Reflecting on the Year 2023
As we bid adieu to 2023, I’m thrilled to share the incredible journey of open-source work and innovation that unfolded throughout the year. It’s been a year marked by challenges, triumphs, and the relentless pursuit of excellence in tech and development.
Databricks SDK for Python
In April, I achieved a significant milestone with the launch of the Databricks SDK for Python . Running with roughly 3-4 million monthly downloads - isn’t that great? What makes it even more noteworthy is the ingenious infrastructure reuse from the previous year’s Go SDK for Databricks . Overcoming hurdles in a large organization with over 5000 people, I navigated the release under the Apache 2.0 license. I’ve approached driving adoption by implementing an integration test cross-compiler into runnable Python (and Go ) code examples over a hackathon in roughly 1000 lines of code, making it easier to maintain thousands of code examples over 7 different languages. And, according to this email from PyPI, it paid off:
Another challenge was integrating the Unified Authentication layer of Python SDK with gRPC transport interceptors so that all the recent versions of Databricks Connect can “just work” without any configuration with the SDK-enabled ecosystem, like using the same environment variables or magically picking up auth tokens from Azure CLI or Databricks CLI. It also required a change to Apache Spark .
Reboot of Databricks CLI
May saw the big reboot of Databricks CLI , which was rewritten from Python to Go. The main driver behind a complete rewrite was the simplicity of dependencies and packaging for Go apps - cross-compiling a static binary across all the required operating systems and platforms gave our team way more freedom of choice for power features. Python imposed a significant maintenance challenge with dependencies across all the necessary platforms and environments. Same code generation infrastructure as for Go SDK, Python SDK, and Java SDK, reused Unified Authentication layer . And great experimental interactivity features, like progress spinners for long-running operations or drop-downs for unfilled IDs.

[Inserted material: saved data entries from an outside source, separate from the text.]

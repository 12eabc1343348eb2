//! # SkillStar Renderer
//!
//! Rasterizes skill star charts with `tiny-skia`: background, orbit rings,
//! spokes, and the person's highlight polygon blended in two masked passes.
//!
//! The same validated geometry can also be exported as a serializable
//! [`SceneDescription`] for consumers that draw it themselves.

pub mod canvas;
pub mod compositor;
pub mod render_data;
pub mod scene;

pub use canvas::{Canvas, PaintMode, PathStyle, RenderError};
pub use compositor::{composite_highlight, highlight_passes, masked_composite, CompositePass};
pub use render_data::{describe_scene, SceneDescription};
pub use scene::render_skill_star;

pub use tiny_skia::Pixmap;
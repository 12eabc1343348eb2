//! Concentric rings ("orbits") and spokes of a skill star.

use std::cmp::Ordering;

use serde::Serialize;

use crate::config::{ConfigError, RenderConfig, SkillSetConfig};
use crate::geometry::{Point, Polygon, Segment};
use crate::layout::{circle_points, linspace};

/// One closed polygon per depth level, ring 0 collapsed onto the center.
///
/// Every ring holds `skill_count + 1` vertices; the last repeats the first.
/// Only [`OrbitGrid::build`] creates one, so `rings.len() == depth + 1` always holds.
#[derive(Debug, Clone, PartialEq, Serialize)]
pub struct OrbitGrid {
    center: Point,
    radius: f64,
    skill_count: usize,
    depth: usize,
    rings: Vec<Polygon>,
}

impl OrbitGrid {
    pub fn build(
        skill_count: usize,
        depth: usize,
        radius: f64,
        center: Point,
    ) -> Result<Self, ConfigError> {
        if skill_count == 0 {
            return Err(ConfigError::NoSkills);
        }
        if depth == 0 {
            return Err(ConfigError::InvalidDepth(0));
        }

        let rings: Vec<Polygon> = linspace(0.0, radius, depth + 1)
            .into_iter()
            .map(|ring_radius| Polygon::new(circle_points(ring_radius, skill_count + 1, center)))
            .collect();

        log::debug!(
            "Built orbit grid: {} rings x {} vertices, outer radius {}",
            rings.len(),
            skill_count + 1,
            radius
        );

        Ok(Self {
            center,
            radius,
            skill_count,
            depth,
            rings,
        })
    }

    /// Builds the grid for a skill set drawn on the given canvas.
    pub fn for_chart(skills: &SkillSetConfig, render: &RenderConfig) -> Result<Self, ConfigError> {
        skills.validate()?;
        Self::build(
            skills.skill_count(),
            skills.depth as usize,
            render.radius as f64,
            render.center(),
        )
    }

    pub fn center(&self) -> Point {
        self.center
    }

    pub fn radius(&self) -> f64 {
        self.radius
    }

    pub fn skill_count(&self) -> usize {
        self.skill_count
    }

    pub fn depth(&self) -> usize {
        self.depth
    }

    pub fn ring(&self, level: usize) -> Option<&Polygon> {
        self.rings.get(level)
    }

    pub fn rings(&self) -> &[Polygon] {
        &self.rings
    }

    pub fn outer_ring(&self) -> &Polygon {
        &self.rings[self.depth]
    }

    /// Distance of ring `level` from the center, `None` past the outer ring.
    pub fn ring_radius(&self, level: usize) -> Option<f64> {
        match level.cmp(&self.depth) {
            Ordering::Less => Some(level as f64 * self.radius / self.depth as f64),
            Ordering::Equal => Some(self.radius),
            Ordering::Greater => None,
        }
    }

    /// Rings in stroke order: outermost first, ring 0 skipped.
    pub fn drawable_rings(&self) -> impl Iterator<Item = (usize, &Polygon)> {
        self.rings.iter().enumerate().skip(1).rev()
    }

    /// Vertex `index` on ring `level`.
    pub fn vertex(&self, level: usize, index: usize) -> Option<Point> {
        self.rings.get(level)?.vertices.get(index).copied()
    }

    /// One segment per skill from the center to that skill's outer vertex.
    pub fn spokes(&self) -> Vec<Segment> {
        self.outer_ring()
            .vertices
            .iter()
            .take(self.skill_count)
            .map(|v| Segment::new(self.center, *v))
            .collect()
    }
}
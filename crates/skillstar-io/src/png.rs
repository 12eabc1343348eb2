//! PNG export of rendered charts.

use std::fs::File;
use std::io::{self, BufWriter, Write};
use std::path::Path;

use image::codecs::png::PngEncoder;
use image::{ColorType, ImageEncoder, ImageError};
use thiserror::Error;

use skillstar_renderer::Pixmap;

#[derive(Error, Debug)]
pub enum ExportError {
    #[error("I/O error writing {path}: {source}")]
    Io {
        path: String,
        #[source]
        source: io::Error,
    },

    #[error("PNG encoding failed: {0}")]
    Encode(#[from] ImageError),
}

/// Straight (non-premultiplied) RGBA8 bytes, row-major.
pub fn rgba_bytes(pixmap: &Pixmap) -> Vec<u8> {
    pixmap
        .pixels()
        .iter()
        .flat_map(|p| {
            let c = p.demultiply();
            [c.red(), c.green(), c.blue(), c.alpha()]
        })
        .collect()
}

/// Encodes `pixmap` as an 8-bit RGBA PNG into `writer`.
pub fn write_png_to<W: Write>(pixmap: &Pixmap, writer: W) -> Result<(), ExportError> {
    let encoder = PngEncoder::new(writer);
    encoder.write_image(
        &rgba_bytes(pixmap),
        pixmap.width(),
        pixmap.height(),
        ColorType::Rgba8.into(),
    )?;
    Ok(())
}

pub fn encode_png(pixmap: &Pixmap) -> Result<Vec<u8>, ExportError> {
    let mut buffer = Vec::new();
    write_png_to(pixmap, &mut buffer)?;
    Ok(buffer)
}

/// Writes `pixmap` to `path` as PNG, replacing any existing file.
pub fn write_png(pixmap: &Pixmap, path: &Path) -> Result<(), ExportError> {
    let io_err = |source| ExportError::Io {
        path: path.display().to_string(),
        source,
    };
    let file = File::create(path).map_err(io_err)?;
    let mut writer = BufWriter::new(file);
    write_png_to(pixmap, &mut writer)?;
    writer.flush().map_err(io_err)?;
    log::info!(
        "Wrote {}x{} PNG to {}",
        pixmap.width(),
        pixmap.height(),
        path.display()
    );
    Ok(())
}
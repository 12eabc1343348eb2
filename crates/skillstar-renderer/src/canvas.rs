use serde::Serialize;
use thiserror::Error;
use tiny_skia::{Color, FillRule, Paint, Path, PathBuilder, Pixmap, Stroke, Transform};

use skillstar_core::{ConfigError, Point, Polygon, Rgba, Segment};

// ── Errors ────────────────────────────────────────────────────────────

#[derive(Error, Debug, Clone, PartialEq)]
pub enum RenderError {
    #[error("Invalid chart configuration: {0}")]
    Config(#[from] ConfigError),

    #[error("Cannot allocate a {width}x{height} raster")]
    Allocation { width: u32, height: u32 },
}

// ── Canvas ────────────────────────────────────────────────────────────

/// How a polygon is painted onto a canvas.
#[derive(Debug, Clone, Copy, PartialEq, Eq, Serialize)]
#[serde(rename_all = "snake_case")]
pub enum PaintMode {
    StrokeOnly,
    FillAndStroke,
}

/// Stroke/fill colors and line width for one drawing call.
#[derive(Debug, Clone, Copy, PartialEq)]
pub struct PathStyle {
    pub stroke: Rgba,
    pub fill: Rgba,
    pub line_width: f32,
    pub mode: PaintMode,
}

impl PathStyle {
    pub fn stroke(color: Rgba, line_width: f32) -> Self {
        Self {
            stroke: color,
            fill: color,
            line_width,
            mode: PaintMode::StrokeOnly,
        }
    }

    pub fn fill_and_stroke(fill: Rgba, stroke: Rgba, line_width: f32) -> Self {
        Self {
            stroke,
            fill,
            line_width,
            mode: PaintMode::FillAndStroke,
        }
    }
}

/// An owned RGBA8 raster with the path operations the chart needs.
pub struct Canvas {
    pixmap: Pixmap,
}

impl Canvas {
    /// A fresh, fully transparent canvas.
    pub fn transparent(width: u32, height: u32) -> Result<Self, RenderError> {
        let pixmap = Pixmap::new(width, height).ok_or(RenderError::Allocation { width, height })?;
        Ok(Self { pixmap })
    }

    /// A canvas filled edge to edge with `background`.
    pub fn filled(width: u32, height: u32, background: Rgba) -> Result<Self, RenderError> {
        let mut canvas = Self::transparent(width, height)?;
        canvas.pixmap.fill(to_color(background));
        Ok(canvas)
    }

    pub fn width(&self) -> u32 {
        self.pixmap.width()
    }

    pub fn height(&self) -> u32 {
        self.pixmap.height()
    }

    pub fn pixmap(&self) -> &Pixmap {
        &self.pixmap
    }

    pub fn into_pixmap(self) -> Pixmap {
        self.pixmap
    }

    /// Draws `polygon` as a closed path: move to the first vertex, line through the rest, close.
    pub fn draw_polygon(&mut self, polygon: &Polygon, style: &PathStyle) {
        let Some(path) = polygon_path(&polygon.vertices) else {
            log::debug!("Skipping polygon with {} vertices: empty path", polygon.vertex_count());
            return;
        };
        if style.mode == PaintMode::FillAndStroke {
            self.pixmap.fill_path(
                &path,
                &paint(style.fill),
                FillRule::Winding,
                Transform::identity(),
                None,
            );
        }
        self.stroke_path(&path, style.stroke, style.line_width);
    }

    pub fn draw_segment(&mut self, segment: &Segment, color: Rgba, line_width: f32) {
        let mut pb = PathBuilder::new();
        pb.move_to(segment.start.x as f32, segment.start.y as f32);
        pb.line_to(segment.end.x as f32, segment.end.y as f32);
        if let Some(path) = pb.finish() {
            self.stroke_path(&path, color, line_width);
        }
    }

    fn stroke_path(&mut self, path: &Path, color: Rgba, line_width: f32) {
        let stroke = Stroke {
            width: line_width,
            ..Stroke::default()
        };
        self.pixmap
            .stroke_path(path, &paint(color), &stroke, Transform::identity(), None);
    }

    /// The demultiplied color at `(x, y)`, if inside the canvas.
    pub fn pixel(&self, x: u32, y: u32) -> Option<Rgba> {
        pixel_at(&self.pixmap, x, y)
    }
}

pub fn pixel_at(pixmap: &Pixmap, x: u32, y: u32) -> Option<Rgba> {
    let c = pixmap.pixel(x, y)?.demultiply();
    Some(Rgba::new(c.red(), c.green(), c.blue(), c.alpha()))
}

pub fn to_color(c: Rgba) -> Color {
    Color::from_rgba8(c.r, c.g, c.b, c.a)
}

fn paint(color: Rgba) -> Paint<'static> {
    let mut paint = Paint::default();
    paint.set_color(to_color(color));
    paint.anti_alias = true;
    paint
}

fn polygon_path(vertices: &[Point]) -> Option<Path> {
    let (first, rest) = vertices.split_first()?;
    let mut pb = PathBuilder::new();
    pb.move_to(first.x as f32, first.y as f32);
    for v in rest {
        pb.line_to(v.x as f32, v.y as f32);
    }
    pb.close();
    pb.finish()
}

#[cfg(test)]
mod tests {
    use super::*;

    #[test]
    fn test_filled_canvas() {
        let canvas = Canvas::filled(40, 20, Rgba::rgb(10, 20, 30)).unwrap();
        assert_eq!(canvas.width(), 40);
        assert_eq!(canvas.height(), 20);
        assert_eq!(canvas.pixel(0, 0), Some(Rgba::rgb(10, 20, 30)));
        assert_eq!(canvas.pixel(39, 19), Some(Rgba::rgb(10, 20, 30)));
        assert_eq!(canvas.pixel(40, 0), None);
    }

    #[test]
    fn test_zero_size_canvas_rejected() {
        assert_eq!(
            Canvas::transparent(0, 10).err(),
            Some(RenderError::Allocation { width: 0, height: 10 })
        );
    }

    #[test]
    fn test_fill_and_stroke_square() {
        let mut canvas = Canvas::transparent(50, 50).unwrap();
        let square = Polygon::new(vec![
            Point::new(10.0, 10.0),
            Point::new(40.0, 10.0),
            Point::new(40.0, 40.0),
            Point::new(10.0, 40.0),
        ]);
        let style = PathStyle::fill_and_stroke(Rgba::rgb(255, 0, 0), Rgba::rgb(0, 0, 255), 2.0);
        canvas.draw_polygon(&square, &style);

        assert_eq!(canvas.pixel(25, 25), Some(Rgba::rgb(255, 0, 0)));
        assert_eq!(canvas.pixel(2, 2).map(|c| c.a), Some(0));
        let edge = canvas.pixel(25, 10).unwrap();
        assert!(edge.b > 128 && edge.r < 128);
    }

    #[test]
    fn test_stroke_only_leaves_interior_empty() {
        let mut canvas = Canvas::transparent(50, 50).unwrap();
        let tri = Polygon::new(vec![
            Point::new(5.0, 5.0),
            Point::new(45.0, 5.0),
            Point::new(25.0, 45.0),
        ]);
        canvas.draw_polygon(&tri, &PathStyle::stroke(Rgba::BLACK, 1.0));
        assert_eq!(canvas.pixel(25, 15).map(|c| c.a), Some(0));
    }

    #[test]
    fn test_degenerate_polygon_does_not_panic() {
        let mut canvas = Canvas::filled(20, 20, Rgba::WHITE).unwrap();
        let dot = Polygon::new(vec![Point::new(10.0, 10.0)]);
        let style = PathStyle::fill_and_stroke(Rgba::BLACK, Rgba::BLACK, 4.0);
        canvas.draw_polygon(&dot, &style);
        canvas.draw_polygon(&Polygon::default(), &style);
        canvas.draw_segment(
            &Segment::new(Point::new(3.0, 3.0), Point::new(3.0, 3.0)),
            Rgba::BLACK,
            2.0,
        );
        assert_eq!(canvas.pixel(0, 0), Some(Rgba::WHITE));
    }
}
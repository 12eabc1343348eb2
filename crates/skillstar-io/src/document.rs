use std::fs;
use std::io;
use std::path::Path;

use serde::{Deserialize, Serialize};
use thiserror::Error;

use skillstar_core::{validate, ConfigError, Person, RenderConfig, SkillSetConfig};

#[derive(Error, Debug)]
pub enum DocumentError {
    #[error("I/O error: {0}")]
    Io(#[from] io::Error),

    #[error("Malformed chart document: {0}")]
    Json(#[from] serde_json::Error),

    #[error("Invalid chart document: {0}")]
    Invalid(#[from] ConfigError),
}

/// A chart on disk: the skill set, the person, and optional render settings.
#[derive(Debug, Clone, PartialEq, Serialize, Deserialize)]
pub struct ChartDocument {
    pub skills: SkillSetConfig,
    pub person: Person,
    #[serde(default)]
    pub render: RenderConfig,
}

impl ChartDocument {
    pub fn new(skills: SkillSetConfig, person: Person, render: RenderConfig) -> Self {
        Self {
            skills,
            person,
            render,
        }
    }

    /// The five-skill chart used when no document is given.
    pub fn demo() -> Self {
        Self::new(
            SkillSetConfig::new(
                ["Strength", "Speed", "Health", "Regeneration", "Hydration"],
                5,
            ),
            Person::new("Vladimir", vec![3, 2, 1, 4, 3]),
            RenderConfig::default(),
        )
    }

    pub fn validate(&self) -> Result<(), ConfigError> {
        validate(&self.skills, &self.render, &self.person)
    }

    /// Parses and validates a document.
    pub fn from_json(json: &str) -> Result<Self, DocumentError> {
        let doc: Self = serde_json::from_str(json)?;
        doc.validate()?;
        Ok(doc)
    }

    pub fn to_json(&self) -> Result<String, serde_json::Error> {
        serde_json::to_string_pretty(self)
    }

    pub fn load(path: &Path) -> Result<Self, DocumentError> {
        let json = fs::read_to_string(path)?;
        let doc = Self::from_json(&json)?;
        log::info!(
            "Loaded chart '{}' from {} ({} skills)",
            doc.person.name,
            path.display(),
            doc.skills.skill_count()
        );
        Ok(doc)
    }

    pub fn save(&self, path: &Path) -> Result<(), DocumentError> {
        fs::write(path, self.to_json()?)?;
        Ok(())
    }
}

#[cfg(test)]
mod tests {
    use super::*;
    use skillstar_core::Rgba;

    #[test]
    fn test_minimal_document_uses_render_defaults() {
        let json = r#"{
            "skills": { "skills": ["Fish", "Human", "Cow"], "depth": 2 },
            "person": { "name": "Beaver", "skill_values": [1, 1, 2] }
        }"#;
        let doc = ChartDocument::from_json(json).unwrap();
        assert_eq!(doc.render, RenderConfig::default());
        assert_eq!(doc.person.skill_values, vec![1, 1, 2]);
    }

    #[test]
    fn test_render_overrides_and_colors() {
        let json = r##"{
            "skills": { "skills": ["A", "B"], "depth": 1 },
            "person": { "name": "P", "skill_values": [1, 0] },
            "render": { "width": 300, "height": 200, "radius": 90,
                        "person_color": { "r": 10, "g": 20, "b": 30 },
                        "stroke_color": "#333333" }
        }"##;
        let doc = ChartDocument::from_json(json).unwrap();
        assert_eq!((doc.render.width, doc.render.height, doc.render.radius), (300, 200, 90));
        assert_eq!(doc.render.person_color, Rgba::rgb(10, 20, 30));
        assert_eq!(doc.render.stroke_color, Rgba::rgb(0x33, 0x33, 0x33));
        assert_eq!(doc.render.background_color, Rgba::WHITE);
    }

    #[test]
    fn test_invalid_documents_rejected() {
        let mismatch = r#"{
            "skills": { "skills": ["A", "B"], "depth": 2 },
            "person": { "name": "P", "skill_values": [1] }
        }"#;
        assert!(matches!(
            ChartDocument::from_json(mismatch),
            Err(DocumentError::Invalid(ConfigError::LengthMismatch { .. }))
        ));
        assert!(matches!(
            ChartDocument::from_json("{ not json"),
            Err(DocumentError::Json(_))
        ));
    }

    #[test]
    fn test_demo_document_is_valid() {
        let doc = ChartDocument::demo();
        doc.validate().unwrap();
        assert_eq!(doc.person.name, "Vladimir");
        assert_eq!(doc.skills.depth, 5);
        assert_eq!(doc.render, RenderConfig::default());
    }

    #[test]
    fn test_save_and_load() {
        let dir = tempfile::tempdir().unwrap();
        let path = dir.path().join("chart.json");
        let doc = ChartDocument::demo();
        doc.save(&path).unwrap();
        assert_eq!(ChartDocument::load(&path).unwrap(), doc);
        assert!(matches!(
            ChartDocument::load(&dir.path().join("missing.json")),
            Err(DocumentError::Io(_))
        ));
    }
}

Expanding the SDK ecosystem with Java and R
May saw the launch of the Java SDK for Databricks , adopting the same robust code generation infrastructure and authentication experience.
June brought forth the birth of the Databricks SDK for R , an experimental yet impactful addition to the SDK family. With a shared code generation infrastructure, this project broke ground despite my R coding hiatus since 2017. ChatGPT helped me to write the working core of services just within two days - I was mostly asking things like “How to translate this code in Go to R?” or “What does this code mean?” because R has quite a distinctive syntax and quite different idioms from all the languages I’m working with. However, the Advanced R book by Hadley Wickham helped me better understand the language and polish all the code generation templates right before the initial release. I initially thought R for Data Science book could help build better libraries, but that has a different focus. The journey to CRAN is ongoing, with a promising future for this experimental endeavor.
Nurturing Innovation in Databricks Labs
Throughout the year, I helped launch various projects within Databricks Labs, such as DiscoverX , Doc QA LLM chatbot , and DLT Meta . Ensuring the right design for long-term success became a priority, and the commitment to excellence in these projects mirrors the broader ethos of open-source development. November marked the rollout of the Contributor License Agreement (CLA) Assistant for Databricks Labs, enhancing our ability to track and accept external contributions. This move strengthens our commitment to fostering a vibrant and collaborative community.
Wrapping up the year in December, the launch of Databricks Labs Sandbox promises an even more experimental platform. With a consistent CLI front end and existing release infrastructure, this sandbox sets the stage for prototyping growth in the coming year.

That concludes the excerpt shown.